» WHAT YOU HAVE TO DO: State how many lines below hold the word "history". Give that number and no other text.

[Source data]
········

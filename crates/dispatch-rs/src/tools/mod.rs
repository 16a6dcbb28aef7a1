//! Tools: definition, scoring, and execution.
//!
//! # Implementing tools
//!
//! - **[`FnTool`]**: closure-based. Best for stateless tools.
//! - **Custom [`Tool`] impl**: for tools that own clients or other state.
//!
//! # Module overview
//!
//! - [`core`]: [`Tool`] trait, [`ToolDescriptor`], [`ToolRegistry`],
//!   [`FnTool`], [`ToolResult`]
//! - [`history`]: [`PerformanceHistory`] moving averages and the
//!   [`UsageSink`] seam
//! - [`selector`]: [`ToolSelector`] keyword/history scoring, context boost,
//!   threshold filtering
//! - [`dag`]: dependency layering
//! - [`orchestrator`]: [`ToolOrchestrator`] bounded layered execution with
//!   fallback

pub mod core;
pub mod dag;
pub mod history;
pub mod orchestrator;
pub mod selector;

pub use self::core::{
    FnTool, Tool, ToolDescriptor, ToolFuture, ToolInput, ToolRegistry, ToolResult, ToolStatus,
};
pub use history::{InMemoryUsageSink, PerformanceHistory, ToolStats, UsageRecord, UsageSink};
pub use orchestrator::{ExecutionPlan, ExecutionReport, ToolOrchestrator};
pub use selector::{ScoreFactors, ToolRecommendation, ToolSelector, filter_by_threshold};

········

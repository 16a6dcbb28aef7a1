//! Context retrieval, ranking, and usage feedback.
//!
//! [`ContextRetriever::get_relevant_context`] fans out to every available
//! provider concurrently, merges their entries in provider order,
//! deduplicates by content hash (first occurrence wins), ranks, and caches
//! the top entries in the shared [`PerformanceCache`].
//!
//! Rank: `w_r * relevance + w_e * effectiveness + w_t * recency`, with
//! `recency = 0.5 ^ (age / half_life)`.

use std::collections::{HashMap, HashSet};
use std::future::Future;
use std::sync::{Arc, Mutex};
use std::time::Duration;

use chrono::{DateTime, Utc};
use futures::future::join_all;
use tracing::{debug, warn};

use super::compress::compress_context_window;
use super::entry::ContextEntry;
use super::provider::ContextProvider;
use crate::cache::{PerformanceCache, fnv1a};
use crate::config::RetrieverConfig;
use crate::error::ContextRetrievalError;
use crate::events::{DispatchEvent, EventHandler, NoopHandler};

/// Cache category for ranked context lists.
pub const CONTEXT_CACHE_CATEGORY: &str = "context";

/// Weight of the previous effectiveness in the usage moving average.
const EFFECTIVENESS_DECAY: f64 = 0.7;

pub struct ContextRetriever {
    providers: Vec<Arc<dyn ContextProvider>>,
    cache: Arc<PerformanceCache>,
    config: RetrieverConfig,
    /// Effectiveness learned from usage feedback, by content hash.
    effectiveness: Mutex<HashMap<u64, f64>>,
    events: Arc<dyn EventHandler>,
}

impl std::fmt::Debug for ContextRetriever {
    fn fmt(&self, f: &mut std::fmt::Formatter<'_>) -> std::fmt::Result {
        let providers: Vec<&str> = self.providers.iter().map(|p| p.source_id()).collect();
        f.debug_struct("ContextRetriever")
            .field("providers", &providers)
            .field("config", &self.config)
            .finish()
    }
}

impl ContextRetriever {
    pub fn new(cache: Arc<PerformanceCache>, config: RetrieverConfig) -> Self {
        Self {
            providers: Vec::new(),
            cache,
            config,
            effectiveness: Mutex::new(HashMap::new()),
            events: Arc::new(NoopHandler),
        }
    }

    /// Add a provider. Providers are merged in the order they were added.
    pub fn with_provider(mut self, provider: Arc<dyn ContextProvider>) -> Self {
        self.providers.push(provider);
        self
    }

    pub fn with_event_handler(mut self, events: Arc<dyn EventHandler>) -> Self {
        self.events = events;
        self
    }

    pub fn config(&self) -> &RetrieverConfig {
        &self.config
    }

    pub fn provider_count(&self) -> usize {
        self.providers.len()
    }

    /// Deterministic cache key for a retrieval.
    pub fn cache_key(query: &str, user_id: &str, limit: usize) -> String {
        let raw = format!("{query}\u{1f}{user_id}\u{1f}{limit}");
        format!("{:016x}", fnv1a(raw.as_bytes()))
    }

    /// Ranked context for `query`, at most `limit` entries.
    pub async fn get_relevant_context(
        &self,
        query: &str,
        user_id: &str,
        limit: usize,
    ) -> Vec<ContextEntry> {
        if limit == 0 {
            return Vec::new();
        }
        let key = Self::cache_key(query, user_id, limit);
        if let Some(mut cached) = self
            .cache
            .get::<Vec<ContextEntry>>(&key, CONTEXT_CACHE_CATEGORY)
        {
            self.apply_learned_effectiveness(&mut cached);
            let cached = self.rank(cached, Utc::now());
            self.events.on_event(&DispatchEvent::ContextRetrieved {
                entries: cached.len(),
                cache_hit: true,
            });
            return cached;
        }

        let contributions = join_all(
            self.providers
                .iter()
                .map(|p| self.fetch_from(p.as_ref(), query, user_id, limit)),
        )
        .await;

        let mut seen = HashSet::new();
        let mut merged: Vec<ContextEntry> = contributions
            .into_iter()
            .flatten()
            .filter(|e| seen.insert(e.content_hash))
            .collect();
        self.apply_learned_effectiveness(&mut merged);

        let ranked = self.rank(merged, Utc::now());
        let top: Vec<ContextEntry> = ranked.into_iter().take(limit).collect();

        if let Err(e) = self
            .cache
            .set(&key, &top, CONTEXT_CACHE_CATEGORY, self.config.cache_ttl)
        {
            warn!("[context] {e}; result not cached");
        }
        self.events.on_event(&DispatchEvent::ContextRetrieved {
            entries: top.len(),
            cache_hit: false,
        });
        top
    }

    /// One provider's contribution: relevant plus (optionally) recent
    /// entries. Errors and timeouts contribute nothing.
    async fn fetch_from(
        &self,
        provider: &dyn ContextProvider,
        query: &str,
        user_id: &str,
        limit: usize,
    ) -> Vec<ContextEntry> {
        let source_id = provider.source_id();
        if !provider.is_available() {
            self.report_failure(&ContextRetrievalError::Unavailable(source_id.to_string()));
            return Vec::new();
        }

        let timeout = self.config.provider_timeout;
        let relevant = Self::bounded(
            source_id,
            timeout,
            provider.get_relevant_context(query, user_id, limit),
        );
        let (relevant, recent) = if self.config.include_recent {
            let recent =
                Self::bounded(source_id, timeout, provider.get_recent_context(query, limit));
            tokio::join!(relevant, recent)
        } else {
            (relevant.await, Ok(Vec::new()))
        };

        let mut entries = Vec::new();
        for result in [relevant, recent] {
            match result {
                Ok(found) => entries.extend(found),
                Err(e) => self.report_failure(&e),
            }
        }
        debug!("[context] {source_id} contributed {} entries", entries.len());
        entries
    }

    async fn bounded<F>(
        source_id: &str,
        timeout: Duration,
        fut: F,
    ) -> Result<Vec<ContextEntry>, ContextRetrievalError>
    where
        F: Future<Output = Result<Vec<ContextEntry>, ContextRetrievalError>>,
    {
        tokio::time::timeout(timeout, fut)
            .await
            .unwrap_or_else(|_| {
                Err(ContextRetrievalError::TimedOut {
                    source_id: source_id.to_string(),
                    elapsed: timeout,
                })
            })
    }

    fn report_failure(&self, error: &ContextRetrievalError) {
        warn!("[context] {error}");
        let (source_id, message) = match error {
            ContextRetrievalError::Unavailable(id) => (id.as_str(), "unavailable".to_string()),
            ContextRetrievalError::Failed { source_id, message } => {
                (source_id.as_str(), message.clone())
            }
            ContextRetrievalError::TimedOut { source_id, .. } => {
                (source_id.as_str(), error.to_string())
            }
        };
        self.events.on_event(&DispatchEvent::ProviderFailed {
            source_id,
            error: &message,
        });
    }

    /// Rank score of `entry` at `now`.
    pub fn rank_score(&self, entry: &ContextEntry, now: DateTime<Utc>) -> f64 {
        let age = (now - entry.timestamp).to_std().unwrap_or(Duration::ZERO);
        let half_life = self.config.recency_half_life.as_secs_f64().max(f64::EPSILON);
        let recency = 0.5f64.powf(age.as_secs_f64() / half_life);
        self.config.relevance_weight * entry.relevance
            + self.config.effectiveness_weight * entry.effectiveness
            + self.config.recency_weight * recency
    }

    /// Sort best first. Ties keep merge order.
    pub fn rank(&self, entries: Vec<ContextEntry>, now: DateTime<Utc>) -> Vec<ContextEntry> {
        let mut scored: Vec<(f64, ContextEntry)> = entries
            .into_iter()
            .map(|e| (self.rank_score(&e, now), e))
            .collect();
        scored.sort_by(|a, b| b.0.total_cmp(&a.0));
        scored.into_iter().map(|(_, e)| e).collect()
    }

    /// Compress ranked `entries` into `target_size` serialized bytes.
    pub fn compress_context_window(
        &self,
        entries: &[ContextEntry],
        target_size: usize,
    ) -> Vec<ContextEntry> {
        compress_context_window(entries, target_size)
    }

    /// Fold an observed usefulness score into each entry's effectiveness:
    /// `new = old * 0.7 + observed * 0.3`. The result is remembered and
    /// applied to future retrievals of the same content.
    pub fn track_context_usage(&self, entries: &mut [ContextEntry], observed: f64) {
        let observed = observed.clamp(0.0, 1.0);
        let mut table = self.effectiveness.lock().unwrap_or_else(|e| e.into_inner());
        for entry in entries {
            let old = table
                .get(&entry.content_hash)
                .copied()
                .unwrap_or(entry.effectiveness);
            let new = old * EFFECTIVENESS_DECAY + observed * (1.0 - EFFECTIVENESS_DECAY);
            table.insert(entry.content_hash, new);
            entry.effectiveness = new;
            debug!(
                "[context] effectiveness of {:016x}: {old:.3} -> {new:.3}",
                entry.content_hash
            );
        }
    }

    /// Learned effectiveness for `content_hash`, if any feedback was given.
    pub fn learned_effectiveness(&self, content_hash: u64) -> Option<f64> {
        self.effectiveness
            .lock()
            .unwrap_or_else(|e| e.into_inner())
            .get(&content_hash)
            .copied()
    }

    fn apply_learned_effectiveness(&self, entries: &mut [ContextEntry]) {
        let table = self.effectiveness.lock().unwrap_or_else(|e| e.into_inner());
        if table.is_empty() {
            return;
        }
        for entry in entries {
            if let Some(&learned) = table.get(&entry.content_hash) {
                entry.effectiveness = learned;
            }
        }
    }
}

········

» ANSWER FOR THIS EXERCISE: 4